:: Dataset records
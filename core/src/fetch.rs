use std::fs::File;
use std::io::{Read, Write};
use std::path::Path;
use std::sync::Arc;

use tracing::{debug, warn};
use url::Url;

use crate::cancel::StopSignal;
use crate::error::{CoreError, CoreResult};
use crate::net::{check_status, DownloadRequest, Transport};
use crate::partition::Partition;
use crate::progress::ProgressTracker;
use crate::store::PartStore;

const PARTIAL_CONTENT: u16 = 206;

#[derive(Debug, Clone, Copy, PartialEq, Eq)]
pub enum PartOutcome {
    /// The artifact was already complete; no request was made.
    AlreadyComplete,
    Fetched { resumed_from: u64, bytes: u64 },
}

/// Everything one fetch needs. Cheap to clone so each partition worker can
/// own a copy and outlive the call that spawned it.
#[derive(Clone)]
pub struct Fetcher {
    pub transport: Arc<dyn Transport>,
    pub url: Url,
    pub progress: Arc<ProgressTracker>,
    pub stop: Arc<StopSignal>,
    pub chunk_size: usize,
}

impl Fetcher {
    /// Downloads one partition into its artifact, resuming from whatever is
    /// already on disk.
    pub fn fetch_partition(&self, store: &PartStore, part: &Partition) -> CoreResult<PartOutcome> {
        let expected = part.len();
        let mut existing = store.existing_len(part.index)?;
        if existing == expected {
            debug!(partition = part.index, bytes = expected, "partition already complete");
            return Ok(PartOutcome::AlreadyComplete);
        }
        if existing > expected {
            warn!(
                partition = part.index,
                bytes = existing,
                expected,
                "artifact longer than its partition, starting over"
            );
            store.truncate(part.index, 0)?;
            existing = 0;
        }

        self.stop.check()?;
        let from = part.start + existing;
        debug!(partition = part.index, from, to = part.end, resumed = existing, "fetching partition");
        let req = DownloadRequest::new(self.url.clone()).with_range(from, part.end);
        let resp = self.transport.get(&req)?;
        check_status(resp.status_code)?;
        if resp.status_code != PARTIAL_CONTENT {
            return Err(CoreError::RangeNotHonored(resp.status_code));
        }

        let mut file = store.open_append(part.index)?;
        let copied = self.copy_body(resp.body, &mut file, Some(expected - existing))?;
        drop(file);

        let actual = store.existing_len(part.index)?;
        if copied.overflow > 0 || actual != expected {
            return Err(CoreError::PartLengthMismatch {
                index: part.index,
                expected,
                actual: actual + copied.overflow,
            });
        }
        Ok(PartOutcome::Fetched {
            resumed_from: existing,
            bytes: copied.written,
        })
    }

    /// Streams the whole resource into `dest`, truncating anything already
    /// there. Returns the number of bytes written.
    pub fn fetch_single_stream(&self, dest: &Path, total_size: Option<u64>) -> CoreResult<u64> {
        self.stop.check()?;
        let resp = self.transport.get(&DownloadRequest::new(self.url.clone()))?;
        check_status(resp.status_code)?;

        let mut file = File::create(dest)
            .map_err(|err| CoreError::Filesystem(format!("create {}: {}", dest.display(), err)))?;
        let copied = self.copy_body(resp.body, &mut file, None)?;
        file.sync_all()
            .map_err(|err| CoreError::Filesystem(format!("sync {}: {}", dest.display(), err)))?;

        if let Some(expected) = total_size {
            if copied.written != expected {
                return Err(CoreError::IncompleteFile {
                    expected,
                    actual: copied.written,
                });
            }
        }
        Ok(copied.written)
    }

    fn copy_body(
        &self,
        mut body: Box<dyn Read + Send>,
        out: &mut File,
        limit: Option<u64>,
    ) -> CoreResult<Copied> {
        let mut buffer = vec![0u8; self.chunk_size];
        let mut copied = Copied::default();
        loop {
            self.stop.check()?;
            let read = body
                .read(&mut buffer)
                .map_err(|err| CoreError::Network(err.to_string()))?;
            if read == 0 {
                break;
            }
            // A read can block for a long time; nothing lands on disk once
            // the run has been stopped in the meantime.
            self.stop.check()?;
            let mut chunk = &buffer[..read];
            if let Some(limit) = limit {
                let room = limit - copied.written;
                if read as u64 > room {
                    copied.overflow = read as u64 - room;
                    chunk = &buffer[..room as usize];
                }
            }
            out.write_all(chunk)
                .map_err(|err| CoreError::Filesystem(err.to_string()))?;
            copied.written += chunk.len() as u64;
            self.progress.add_bytes(chunk.len() as u64);
            if copied.overflow > 0 {
                break;
            }
        }
        out.flush()
            .map_err(|err| CoreError::Filesystem(err.to_string()))?;
        Ok(copied)
    }
}

#[derive(Debug, Default, Clone, Copy)]
struct Copied {
    written: u64,
    overflow: u64,
}

#[cfg(test)]
mod tests {
    use super::*;
    use crate::partition::plan_partitions;
    use crate::progress::NoProgress;
    use crate::tests::MemoryOrigin;
    use std::fs;
    use tempfile::TempDir;

    const BODY: &[u8] = b"0123456789";

    struct Harness {
        origin: Arc<MemoryOrigin>,
        progress: Arc<ProgressTracker>,
        stop: Arc<StopSignal>,
        url: Url,
        dir: TempDir,
    }

    impl Harness {
        fn new(origin: MemoryOrigin) -> Self {
            Self {
                origin: Arc::new(origin),
                progress: Arc::new(ProgressTracker::new(Arc::new(NoProgress))),
                stop: Arc::new(StopSignal::new(None)),
                url: Url::parse("http://origin.test/file.bin").unwrap(),
                dir: TempDir::new().unwrap(),
            }
        }

        fn fetcher(&self) -> Fetcher {
            Fetcher {
                transport: self.origin.clone(),
                url: self.url.clone(),
                progress: self.progress.clone(),
                stop: self.stop.clone(),
                chunk_size: 4,
            }
        }

        fn store(&self) -> PartStore {
            PartStore::new(self.dir.path(), "file.bin")
        }
    }

    #[test]
    fn fetches_partition_into_artifact() {
        let h = Harness::new(MemoryOrigin::new(BODY));
        let part = plan_partitions(10, 4)[1];
        let outcome = h.fetcher().fetch_partition(&h.store(), &part).unwrap();
        assert_eq!(outcome, PartOutcome::Fetched { resumed_from: 0, bytes: 3 });
        assert_eq!(fs::read(h.store().part_path(1)).unwrap(), b"345");
        assert_eq!(h.origin.ranges(), vec![Some((3, 5))]);
        assert_eq!(h.progress.downloaded(), 3);
    }

    #[test]
    fn resumes_from_partial_artifact() {
        let h = Harness::new(MemoryOrigin::new(BODY));
        let part = Partition::new(0, 0, 9);
        fs::write(h.store().part_path(0), b"0123").unwrap();

        let outcome = h.fetcher().fetch_partition(&h.store(), &part).unwrap();
        assert_eq!(outcome, PartOutcome::Fetched { resumed_from: 4, bytes: 6 });
        assert_eq!(h.origin.ranges(), vec![Some((4, 9))]);
        assert_eq!(fs::read(h.store().part_path(0)).unwrap(), BODY);
    }

    #[test]
    fn complete_artifact_issues_no_request() {
        let h = Harness::new(MemoryOrigin::new(BODY));
        let part = plan_partitions(10, 4)[3];
        fs::write(h.store().part_path(3), b"9").unwrap();

        let outcome = h.fetcher().fetch_partition(&h.store(), &part).unwrap();
        assert_eq!(outcome, PartOutcome::AlreadyComplete);
        assert_eq!(h.origin.request_count(), 0);
    }

    #[test]
    fn oversized_artifact_is_refetched() {
        let h = Harness::new(MemoryOrigin::new(BODY));
        let part = plan_partitions(10, 4)[0];
        fs::write(h.store().part_path(0), b"garbage!").unwrap();

        h.fetcher().fetch_partition(&h.store(), &part).unwrap();
        assert_eq!(fs::read(h.store().part_path(0)).unwrap(), b"012");
        assert_eq!(h.origin.ranges(), vec![Some((0, 2))]);
    }

    #[test]
    fn short_body_is_length_mismatch() {
        let h = Harness::new(MemoryOrigin::new(BODY).truncate_bodies_to(2));
        let part = plan_partitions(10, 2)[0];
        let err = h.fetcher().fetch_partition(&h.store(), &part).unwrap_err();
        assert!(matches!(
            err,
            CoreError::PartLengthMismatch { index: 0, expected: 5, actual: 2 }
        ));
        assert_eq!(fs::read(h.store().part_path(0)).unwrap(), b"01");
    }

    #[test]
    fn ignored_range_is_rejected() {
        let h = Harness::new(MemoryOrigin::new(BODY).ignore_ranges());
        let part = plan_partitions(10, 2)[1];
        let err = h.fetcher().fetch_partition(&h.store(), &part).unwrap_err();
        assert!(matches!(err, CoreError::RangeNotHonored(200)));
        assert!(!h.store().part_path(1).exists());
    }

    #[test]
    fn error_status_is_server_error() {
        let h = Harness::new(MemoryOrigin::new(BODY).fail_range_starting_at(5, 503));
        let part = plan_partitions(10, 2)[1];
        let err = h.fetcher().fetch_partition(&h.store(), &part).unwrap_err();
        assert!(matches!(err, CoreError::ServerError(503)));
    }

    #[test]
    fn stopped_signal_prevents_request() {
        let h = Harness::new(MemoryOrigin::new(BODY));
        h.stop.fail();
        let part = plan_partitions(10, 2)[0];
        let err = h.fetcher().fetch_partition(&h.store(), &part).unwrap_err();
        assert!(err.is_cancellation());
        assert_eq!(h.origin.request_count(), 0);
    }

    #[test]
    fn single_stream_writes_whole_body() {
        let h = Harness::new(MemoryOrigin::new(BODY));
        let dest = h.dir.path().join("file.bin");
        fs::write(&dest, b"stale content that is longer").unwrap();

        let written = h.fetcher().fetch_single_stream(&dest, Some(10)).unwrap();
        assert_eq!(written, 10);
        assert_eq!(fs::read(&dest).unwrap(), BODY);
        assert_eq!(h.origin.ranges(), vec![None]);
    }

    #[test]
    fn single_stream_detects_short_body() {
        let h = Harness::new(MemoryOrigin::new(BODY).truncate_bodies_to(7));
        let dest = h.dir.path().join("file.bin");
        let err = h.fetcher().fetch_single_stream(&dest, Some(10)).unwrap_err();
        assert!(matches!(err, CoreError::IncompleteFile { expected: 10, actual: 7 }));
    }
}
::::
The range begins at the line containing "assert_eq!(written, 10);" and ends at the last line of the entries; reproduce it exactly.

> _Reply_:
        assert_eq!(written, 10);
        assert_eq!(fs::read(&dest).unwrap(), BODY);
        assert_eq!(h.origin.ranges(), vec![None]);
    }

    #[test]
    fn single_stream_detects_short_body() {
        let h = Harness::new(MemoryOrigin::new(BODY).truncate_bodies_to(7));
        let dest = h.dir.path().join("file.bin");
        let err = h.fetcher().fetch_single_stream(&dest, Some(10)).unwrap_err();
        assert!(matches!(err, CoreError::IncompleteFile { expected: 10, actual: 7 }));
    }
}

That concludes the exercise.